> WHAT YOU HAVE TO DO
Of the lines listed below, return exactly those that run from the line containing "Err(e) => tracing::warn!(error" through the line containing "for gid synthesis.", both included.

[DATA — start]

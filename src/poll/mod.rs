//! Timer-driven refresh of download state

pub mod poller;
pub mod types;

pub use poller::PollLoop;
pub use types::{PollConfig, PollOutcome, PollSnapshot, DEFAULT_FETCH_INTERVAL, DEFAULT_PAGE_SIZE};
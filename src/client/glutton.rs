use crate::client::error::ClientResult;
use crate::command::CommandDispatcher;
use crate::config::AppConfig;
use crate::metrics;
use crate::poll::PollLoop;
use crate::rpc::RpcGateway;
use crate::session::{LocalStore, SessionManager, SessionState, SessionTracker};
use crate::store::{Download, DownloadStore, GlobalStat};

/// Everything needed to drive one daemon, wired together.
#[derive(Clone)]
pub struct GluttonClient {
    config: AppConfig,
    store: DownloadStore,
    poller: PollLoop,
    sessions: SessionManager,
    commands: CommandDispatcher,
}

impl GluttonClient {
    /// Build a client talking HTTP, with history in `config.history_database`.
    pub async fn from_config(config: AppConfig) -> ClientResult<Self> {
        config.validate()?;
        let gateway = RpcGateway::http(config.request_timeout())?;
        let storage = LocalStore::open(&config.history_database).await?;
        Ok(Self::with_parts(config, gateway, storage))
    }

    /// Build a client from an existing gateway and storage, e.g. in tests.
    pub fn with_parts(config: AppConfig, gateway: RpcGateway, storage: LocalStore) -> Self {
        let tracker = SessionTracker::new(config.default_server.clone());
        let store = DownloadStore::new();
        let poller = PollLoop::new(
            gateway.clone(),
            tracker.clone(),
            store.clone(),
            config.poll_config(),
        );
        let sessions = SessionManager::new(
            gateway.clone(),
            tracker.clone(),
            poller.clone(),
            storage,
            config.default_server.clone(),
        );
        let commands = CommandDispatcher::new(gateway, tracker, store.clone(), poller.clone());

        Self {
            config,
            store,
            poller,
            sessions,
            commands,
        }
    }

    /// Describe metrics and reconnect to the last server used. Returns
    /// whether a session was restored.
    pub async fn startup(&self) -> ClientResult<bool> {
        metrics::init_metrics();
        Ok(self.sessions.restore().await?)
    }

    /// Stop background polling.
    pub fn shutdown(&self) {
        self.poller.stop();
        tracing::debug!("client shut down");
    }

    pub fn config(&self) -> &AppConfig {
        &self.config
    }

    /// Login, logout and history
    pub fn sessions(&self) -> &SessionManager {
        &self.sessions
    }

    /// Start, pause, remove and add
    pub fn commands(&self) -> &CommandDispatcher {
        &self.commands
    }

    /// Downloads, stats, filter and selection
    pub fn store(&self) -> &DownloadStore {
        &self.store
    }

    pub fn poller(&self) -> &PollLoop {
        &self.poller
    }

    /// Current session state
    pub fn state(&self) -> SessionState {
        self.sessions.state()
    }

    pub fn is_logged_in(&self) -> bool {
        self.sessions.is_logged_in()
    }

    /// Download directory reported by the connected daemon
    pub fn default_destination(&self) -> Option<String> {
        self.sessions.state().default_destination
    }

    /// Filtered download list, gid descending
    pub fn download_list(&self) -> Vec<Download> {
        self.store.download_list()
    }

    pub fn global_stat(&self) -> GlobalStat {
        self.store.global_stat()
    }
}
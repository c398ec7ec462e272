//! Application configuration

pub mod error;
pub mod loader;
pub mod types;

pub use error::{ConfigError, ConfigResult};
pub use loader::CONFIG_ENV_VAR;
pub use types::AppConfig;
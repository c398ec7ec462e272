use crate::rpc::ServerConfig;
use crate::session::error::{SessionError, SessionResult};
use serde_json::Value;

/// Servers connected to before, most recent first, without duplicates.
#[derive(Debug, Clone, Default, PartialEq, Eq)]
pub struct ServerHistory {
    entries: Vec<ServerConfig>,
}

impl ServerHistory {
    pub fn new() -> Self {
        Self::default()
    }

    /// Move `server` to the front, dropping any earlier equal entry.
    pub fn record(&mut self, server: ServerConfig) {
        self.entries.retain(|entry| *entry != server);
        self.entries.insert(0, server);
    }

    /// Remove `server`. Returns whether it was present.
    pub fn remove(&mut self, server: &ServerConfig) -> bool {
        let before = self.entries.len();
        self.entries.retain(|entry| entry != server);
        self.entries.len() != before
    }

    /// Forget every saved server
    pub fn clear(&mut self) {
        self.entries.clear();
    }

    /// Most recently connected server
    pub fn latest(&self) -> Option<&ServerConfig> {
        self.entries.first()
    }

    /// Saved servers, most recent first
    pub fn entries(&self) -> &[ServerConfig] {
        &self.entries
    }

    pub fn len(&self) -> usize {
        self.entries.len()
    }

    pub fn is_empty(&self) -> bool {
        self.entries.is_empty()
    }

    /// Serialize as the JSON array kept in local storage
    pub fn to_json(&self) -> SessionResult<String> {
        Ok(serde_json::to_string(&self.entries)?)
    }

    /// Parse a stored history, filling fields older entries lack from
    /// `defaults`. Entries that still fail to parse are skipped.
    pub fn from_json(raw: &str, defaults: &ServerConfig) -> SessionResult<Self> {
        let items = match serde_json::from_str::<Value>(raw)? {
            Value::Array(items) => items,
            other => {
                return Err(SessionError::Serialization(format!(
                    "server history must be an array, found {other}"
                )));
            }
        };

        let mut entries: Vec<ServerConfig> = Vec::with_capacity(items.len());
        for item in &items {
            match ServerConfig::overlay(defaults, item) {
                Ok(server) if !entries.contains(&server) => entries.push(server),
                Ok(_) => {}
                Err(e) => tracing::warn!(error = %e, "skipping unreadable history entry"),
            }
        }

        Ok(Self { entries })
    }
}

impl From<Vec<ServerConfig>> for ServerHistory {
    fn from(servers: Vec<ServerConfig>) -> Self {
        let mut history = Self::new();
        for server in servers.into_iter().rev() {
            history.record(server);
        }
        history
    }
}
pub mod error;
pub mod gateway;
pub mod transport;
pub mod types;

#[cfg(test)]
pub(crate) mod fake;

pub use error::{RpcError, RpcResult};
pub use gateway::RpcGateway;
pub use transport::{HttpTransport, RpcTransport};
pub use types::{Aria2Method, RpcBatch, RpcCall, RpcFault, ServerConfig, MULTICALL_METHOD};
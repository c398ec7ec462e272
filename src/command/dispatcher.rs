use crate::command::error::{CommandError, CommandResult};
use crate::command::gid::synthesize_gids;
use crate::command::types::{CommandReport, DownloadOptions, ItemFailure, TorrentBatch, UriBatch};
use crate::metrics;
use crate::poll::PollLoop;
use crate::rpc::{Aria2Method, RpcBatch, RpcCall, RpcFault, RpcGateway, ServerConfig};
use crate::session::SessionTracker;
use crate::store::{Download, DownloadStore};
use serde_json::{json, Value};

fn now_millis() -> i64 {
    chrono::Utc::now().timestamp_millis()
}

/// Turns user intents into batched daemon calls.
///
/// Every command that reaches the daemon is followed by one out-of-cycle
/// poll tick, whether or not the batch succeeded.
#[derive(Clone)]
pub struct CommandDispatcher {
    gateway: RpcGateway,
    tracker: SessionTracker,
    store: DownloadStore,
    poller: PollLoop,
    clock: fn() -> i64,
}

impl CommandDispatcher {
    pub fn new(
        gateway: RpcGateway,
        tracker: SessionTracker,
        store: DownloadStore,
        poller: PollLoop,
    ) -> Self {
        Self {
            gateway,
            tracker,
            store,
            poller,
            clock: now_millis,
        }
    }

    /// Replace the millisecond clock used for gid synthesis.
    pub fn with_clock(mut self, clock: fn() -> i64) -> Self {
        self.clock = clock;
        self
    }

    /// Resume the given downloads.
    pub async fn start(&self, gids: &[String]) -> CommandResult<CommandReport> {
        self.for_each_gid("start", Aria2Method::Unpause, gids).await
    }

    /// Pause each gid in one batch, then refresh.
    pub async fn pause(&self, gids: &[String]) -> CommandResult<CommandReport> {
        self.for_each_gid("pause", Aria2Method::Pause, gids).await
    }

    /// Remove downloads. Running or paused ones are stopped; anything else
    /// has its result purged.
    pub async fn remove(&self, downloads: &[Download]) -> CommandResult<CommandReport> {
        if downloads.is_empty() {
            return Ok(CommandReport::default());
        }
        let server = self.require_server()?;

        let batch: RpcBatch = downloads
            .iter()
            .map(|download| {
                let method = if download.status.is_removable() {
                    Aria2Method::Remove
                } else {
                    Aria2Method::RemoveDownloadResult
                };
                RpcCall::aria2(method, vec![json!(download.gid)])
            })
            .collect();
        let gids = downloads.iter().map(|d| d.gid.clone()).collect();
        let sent: Vec<usize> = (0..downloads.len()).collect();

        self.submit(&server, "remove", batch, gids, &sent, Vec::new())
            .await
    }

    /// Resume every selected download
    pub async fn start_selected(&self) -> CommandResult<CommandReport> {
        self.start(&self.selected_gids()).await
    }

    /// Pause every selected download
    pub async fn pause_selected(&self) -> CommandResult<CommandReport> {
        self.pause(&self.selected_gids()).await
    }

    /// Remove the selected downloads that the current filter shows.
    pub async fn remove_selected(&self) -> CommandResult<CommandReport> {
        self.remove(&self.store.selected_downloads()).await
    }

    /// Add one download per batch item, each with a client-assigned gid.
    pub async fn add_uris(&self, batch: UriBatch) -> CommandResult<CommandReport> {
        if batch.is_empty() {
            return Ok(CommandReport::default());
        }
        if let Some(index) = batch.items.iter().position(|uris| uris.is_empty()) {
            return Err(CommandError::Validation(format!("item {index} has no URI")));
        }
        let server = self.require_server()?;
        let gids = synthesize_gids(self.timestamp(), batch.len())?;

        let rpc_batch: RpcBatch = batch
            .items
            .iter()
            .zip(&gids)
            .map(|(uris, gid)| {
                RpcCall::aria2(
                    Aria2Method::AddUri,
                    vec![json!(uris), with_gid(&batch.options, gid)],
                )
            })
            .collect();
        let sent: Vec<usize> = (0..batch.len()).collect();

        self.submit(&server, "add_uri", rpc_batch, gids, &sent, Vec::new())
            .await
    }

    /// Add torrents. Files that are not torrents are reported without being
    /// sent; the rest go out in one batch.
    pub async fn add_torrents(&self, batch: TorrentBatch) -> CommandResult<CommandReport> {
        if batch.is_empty() {
            return Ok(CommandReport::default());
        }
        let server = self.require_server()?;
        let gids = synthesize_gids(self.timestamp(), batch.len())?;

        let mut rpc_batch = RpcBatch::new();
        let mut sent = Vec::new();
        let mut failures = Vec::new();
        for (index, (torrent, gid)) in batch.torrents.iter().zip(&gids).enumerate() {
            if let Err(e) = torrent.validate() {
                failures.push(ItemFailure {
                    index,
                    gid: Some(gid.clone()),
                    message: e.to_string(),
                });
                continue;
            }
            rpc_batch.push(RpcCall::aria2(
                Aria2Method::AddTorrent,
                vec![
                    json!(torrent.to_base64()),
                    json!([]),
                    with_gid(&batch.options, gid),
                ],
            ));
            sent.push(index);
        }

        if rpc_batch.is_empty() {
            return Ok(CommandReport { gids, failures });
        }

        self.submit(&server, "add_torrent", rpc_batch, gids, &sent, failures)
            .await
    }

    async fn for_each_gid(
        &self,
        command: &'static str,
        method: Aria2Method,
        gids: &[String],
    ) -> CommandResult<CommandReport> {
        if gids.is_empty() {
            return Ok(CommandReport::default());
        }
        let server = self.require_server()?;

        let batch: RpcBatch = gids
            .iter()
            .map(|gid| RpcCall::aria2(method, vec![json!(gid)]))
            .collect();
        let sent: Vec<usize> = (0..gids.len()).collect();

        self.submit(&server, command, batch, gids.to_vec(), &sent, Vec::new())
            .await
    }

    /// Send `batch`, refresh, then map per-call faults back to input items.
    /// `sent[i]` is the input index of the batch's `i`-th call.
    async fn submit(
        &self,
        server: &ServerConfig,
        command: &'static str,
        batch: RpcBatch,
        gids: Vec<String>,
        sent: &[usize],
        mut failures: Vec<ItemFailure>,
    ) -> CommandResult<CommandReport> {
        metrics::record_command(command, batch.len());
        tracing::debug!(command, items = batch.len(), server = %server, "dispatching command");

        let result = self.gateway.multicall(server, batch).await;
        self.poller.tick().await;

        let results = result.map_err(|e| {
            tracing::warn!(command, error = %e, "command batch failed");
            CommandError::from(e)
        })?;

        for (position, value) in results.iter().enumerate() {
            let Some(fault) = RpcFault::from_value(value) else {
                continue;
            };
            let index = sent.get(position).copied().unwrap_or(position);
            tracing::warn!(command, index, error = %fault, "command item refused");
            failures.push(ItemFailure {
                index,
                gid: gids.get(index).cloned(),
                message: fault.message,
            });
        }
        failures.sort_by_key(|f| f.index);

        Ok(CommandReport { gids, failures })
    }

    fn require_server(&self) -> CommandResult<ServerConfig> {
        self.tracker
            .ticket()
            .map(|ticket| ticket.server)
            .ok_or(CommandError::NotConnected)
    }

    fn selected_gids(&self) -> Vec<String> {
        let mut gids: Vec<String> = self.store.selection().into_iter().collect();
        gids.sort_by(|a, b| b.as_bytes().cmp(a.as_bytes()));
        gids
    }

    fn timestamp(&self) -> u64 {
        (self.clock)().max(0) as u64
    }
}

fn with_gid(options: &DownloadOptions, gid: &str) -> Value {
    let mut options = options.clone();
    options.insert("gid".into(), json!(gid));
    Value::Object(options)
}
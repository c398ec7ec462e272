use crate::command::CommandError;
use crate::config::ConfigError;
use crate::rpc::RpcError;
use crate::session::SessionError;
use thiserror::Error;

#[derive(Error, Debug)]
pub enum ClientError {
    #[error("Config error: {0}")]
    Config(#[from] ConfigError),

    #[error("Session error: {0}")]
    Session(#[from] SessionError),

    #[error("Command error: {0}")]
    Command(#[from] CommandError),

    #[error("RPC error: {0}")]
    Rpc(#[from] RpcError),
}

pub type ClientResult<T> = Result<T, ClientError>;
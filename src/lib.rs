//! Glutton: client-side state synchronization for an aria2-style download daemon.
//!
//! The crate polls a remote daemon over JSON-RPC, batches calls into single
//! `system.multicall` round-trips, keeps a filtered and sorted view of the
//! daemon's downloads, and manages the connection/session lifecycle.

pub mod client;
pub mod command;
pub mod config;
pub mod metrics;
pub mod poll;
pub mod rpc;
pub mod session;
pub mod store;

pub use client::{ClientError, ClientResult, GluttonClient};
pub use config::AppConfig;
pub use rpc::{RpcError, ServerConfig};
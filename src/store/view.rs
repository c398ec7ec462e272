//! Pure projections of the raw download list.

use crate::store::types::Download;
use std::cmp::Ordering;
use std::collections::HashSet;

/// Order downloads by gid, newest-looking first. Gids compare byte-wise, so
/// the ordering never depends on locale.
pub fn compare_gid_desc(a: &Download, b: &Download) -> Ordering {
    b.gid.as_bytes().cmp(a.gid.as_bytes())
}

/// Sort `raw` by gid descending and, when `filter` is non-empty, keep only
/// downloads whose first file path contains it (case-insensitive). Downloads
/// without a path are dropped only while filtering.
pub fn derive_list(raw: &[Download], filter: &str) -> Vec<Download> {
    let needle = filter.to_lowercase();
    let mut list: Vec<Download> = raw
        .iter()
        .filter(|d| {
            needle.is_empty()
                || d.primary_path()
                    .is_some_and(|path| path.to_lowercase().contains(&needle))
        })
        .cloned()
        .collect();
    list.sort_by(compare_gid_desc);
    list
}

/// Members of `list` whose gid is selected, in list order.
pub fn derive_selected(list: &[Download], selection: &HashSet<String>) -> Vec<Download> {
    list.iter()
        .filter(|d| selection.contains(&d.gid))
        .cloned()
        .collect()
}

#[cfg(test)]
mod tests {
    use super::*;
    use crate::store::types::DownloadStatus;

    fn download(gid: &str, path: &str) -> Download {
        Download::new(gid, DownloadStatus::Active).with_path(path)
    }

    fn gids(list: &[Download]) -> Vec<&str> {
        list.iter().map(|d| d.gid.as_str()).collect()
    }

    #[test]
    fn test_sorted_by_gid_descending() {
        let raw = vec![download("a2", "/x"), download("a1", "/y"), download("b1", "/z")];
        let list = derive_list(&raw, "");
        assert_eq!(gids(&list), vec!["b1", "a2", "a1"]);
    }

    #[test]
    fn test_empty_filter_keeps_everything() {
        let raw = vec![
            download("01", "/downloads/a.iso"),
            Download::new("02", DownloadStatus::Waiting),
            download("03", ""),
        ];
        assert_eq!(derive_list(&raw, "").len(), raw.len());
    }

    #[test]
    fn test_filter_is_case_insensitive_substring() {
        let raw = vec![
            download("01", "/downloads/Ubuntu-24.04.iso"),
            download("02", "/downloads/debian.iso"),
            download("03", "/downloads/ubuntu-server.iso"),
        ];
        let list = derive_list(&raw, "UBUNTU");
        assert_eq!(gids(&list), vec!["03", "01"]);
        for d in &list {
            assert!(d.primary_path().unwrap().to_lowercase().contains("ubuntu"));
        }
    }

    #[test]
    fn test_filter_drops_downloads_without_path() {
        let raw = vec![
            Download::new("01", DownloadStatus::Waiting),
            download("02", ""),
            download("03", "/downloads/a.iso"),
        ];
        assert_eq!(gids(&derive_list(&raw, "a")), vec!["03"]);
    }

    #[test]
    fn test_collation_is_bytewise() {
        let raw = vec![download("B", "/1"), download("a", "/2"), download("A", "/3")];
        assert_eq!(gids(&derive_list(&raw, "")), vec!["a", "B", "A"]);
    }

    #[test]
    fn test_selected_is_subset_of_list() {
        let raw = vec![
            download("01", "/downloads/keep.iso"),
            download("02", "/downloads/other.iso"),
        ];
        let list = derive_list(&raw, "keep");
        let selection: HashSet<String> = ["01", "02"].iter().map(|s| s.to_string()).collect();

        let selected = derive_selected(&list, &selection);
        assert_eq!(gids(&selected), vec!["01"]);
        assert!(selected.iter().all(|s| list.iter().any(|d| d.gid == s.gid)));
    }
}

[DATA — finish]

> SOLVED EXERCISE
                Err(e) => tracing::warn!(error = %e, "skipping unreadable history entry"),
            }
        }

        Ok(Self { entries })
    }
}

impl From<Vec<ServerConfig>> for ServerHistory {
    fn from(servers: Vec<ServerConfig>) -> Self {
        let mut history = Self::new();
        for server in servers.into_iter().rev() {
            history.record(server);
        }
        history
    }
}
pub mod error;
pub mod gateway;
pub mod transport;
pub mod types;

#[cfg(test)]
pub(crate) mod fake;

pub use error::{RpcError, RpcResult};
pub use gateway::RpcGateway;
pub use transport::{HttpTransport, RpcTransport};
pub use types::{Aria2Method, RpcBatch, RpcCall, RpcFault, ServerConfig, MULTICALL_METHOD};
repository c398ec7ec462e272
filename src/command/dispatcher.rs
use crate::command::error::{CommandError, CommandResult};
use crate::command::gid::synthesize_gids;
use crate::command::types::{CommandReport, DownloadOptions, ItemFailure, TorrentBatch, UriBatch};
use crate::metrics;
use crate::poll::PollLoop;
use crate::rpc::{Aria2Method, RpcBatch, RpcCall, RpcFault, RpcGateway, ServerConfig};
use crate::session::SessionTracker;
use crate::store::{Download, DownloadStore};
use serde_json::{json, Value};

fn now_millis() -> i64 {
    chrono::Utc::now().timestamp_millis()
}

/// Turns user intents into batched daemon calls.
///
/// Every command that reaches the daemon is followed by one out-of-cycle
/// poll tick, whether or not the batch succeeded.
#[derive(Clone)]
pub struct CommandDispatcher {
    gateway: RpcGateway,
    tracker: SessionTracker,
    store: DownloadStore,
    poller: PollLoop,
    clock: fn() -> i64,
}

impl CommandDispatcher {
    pub fn new(
        gateway: RpcGateway,
        tracker: SessionTracker,
        store: DownloadStore,
        poller: PollLoop,
    ) -> Self {
        Self {
            gateway,
            tracker,
            store,
            poller,
            clock: now_millis,
        }
    }

    /// Replace the millisecond clock used for gid synthesis.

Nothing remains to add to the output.